╭──

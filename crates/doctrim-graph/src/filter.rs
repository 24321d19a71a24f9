//! Include/exclude filtering of discovered documents.

use std::path::Path;

use ignore::overrides::{Override, OverrideBuilder};

use crate::reachability::ConfigurationError;

/// Gitignore-style glob filter rooted at the project directory.
///
/// A document is kept when it matches at least one include glob (or no
/// include globs were given) and matches no exclude glob. Patterns are
/// matched against the path relative to the root, so `drafts/**` excludes
/// everything below `<root>/drafts`.
#[derive(Debug, Clone)]
pub struct PathFilter {
    include: Option<Override>,
    exclude: Option<Override>,
}

impl PathFilter {
    pub fn new(root: &Path, include: &[String], exclude: &[String]) -> Result<Self, ConfigurationError> {
        Ok(Self {
            include: build_override(root, include)?,
            exclude: build_override(root, exclude)?,
        })
    }

    /// Whether `path` survives the filter.
    pub fn allows(&self, path: &Path) -> bool {
        let included = self
            .include
            .as_ref()
            .is_none_or(|globs| globs.matched(path, false).is_whitelist());
        let excluded = self
            .exclude
            .as_ref()
            .is_some_and(|globs| globs.matched(path, false).is_whitelist());
        included && !excluded
    }

    /// Build a matcher for a single anchored pattern.
    pub(crate) fn single(root: &Path, pattern: &str) -> Result<Self, ConfigurationError> {
        Ok(Self {
            include: build_override(root, &[pattern.to_string()])?,
            exclude: None,
        })
    }
}

fn build_override(root: &Path, patterns: &[String]) -> Result<Option<Override>, ConfigurationError> {
    if patterns.is_empty() {
        return Ok(None);
    }

    let mut builder = OverrideBuilder::new(root);
    for pattern in patterns {
        builder
            .add(pattern)
            .map_err(|err| ConfigurationError::InvalidGlob {
                pattern: pattern.clone(),
                message: err.to_string(),
            })?;
    }

    builder
        .build()
        .map(Some)
        .map_err(|err| ConfigurationError::InvalidGlob {
            pattern: patterns.join(", "),
            message: err.to_string(),
        })
}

╰──

* **Instructions for the task**: The reply should hold only the lines from the first line of the listing above through the line with "single anchored pattern.", each copied exactly.

* **Response to this exercise**:
filename crates/doctrim-graph/src/filter.rs
repository 24321d19a71a24f9
//! Include/exclude filtering of discovered documents.

use std::path::Path;

use ignore::overrides::{Override, OverrideBuilder};

use crate::reachability::ConfigurationError;

/// Gitignore-style glob filter rooted at the project directory.
///
/// A document is kept when it matches at least one include glob (or no
/// include globs were given) and matches no exclude glob. Patterns are
/// matched against the path relative to the root, so `drafts/**` excludes
/// everything below `<root>/drafts`.
#[derive(Debug, Clone)]
pub struct PathFilter {
    include: Option<Override>,
    exclude: Option<Override>,
}

impl PathFilter {
    pub fn new(root: &Path, include: &[String], exclude: &[String]) -> Result<Self, ConfigurationError> {
        Ok(Self {
            include: build_override(root, include)?,
            exclude: build_override(root, exclude)?,
        })
    }

    /// Whether `path` survives the filter.
    pub fn allows(&self, path: &Path) -> bool {
        let included = self
            .include
            .as_ref()
            .is_none_or(|globs| globs.matched(path, false).is_whitelist());
        let excluded = self
            .exclude
            .as_ref()
            .is_some_and(|globs| globs.matched(path, false).is_whitelist());
        included && !excluded
    }

    /// Build a matcher for a single anchored pattern.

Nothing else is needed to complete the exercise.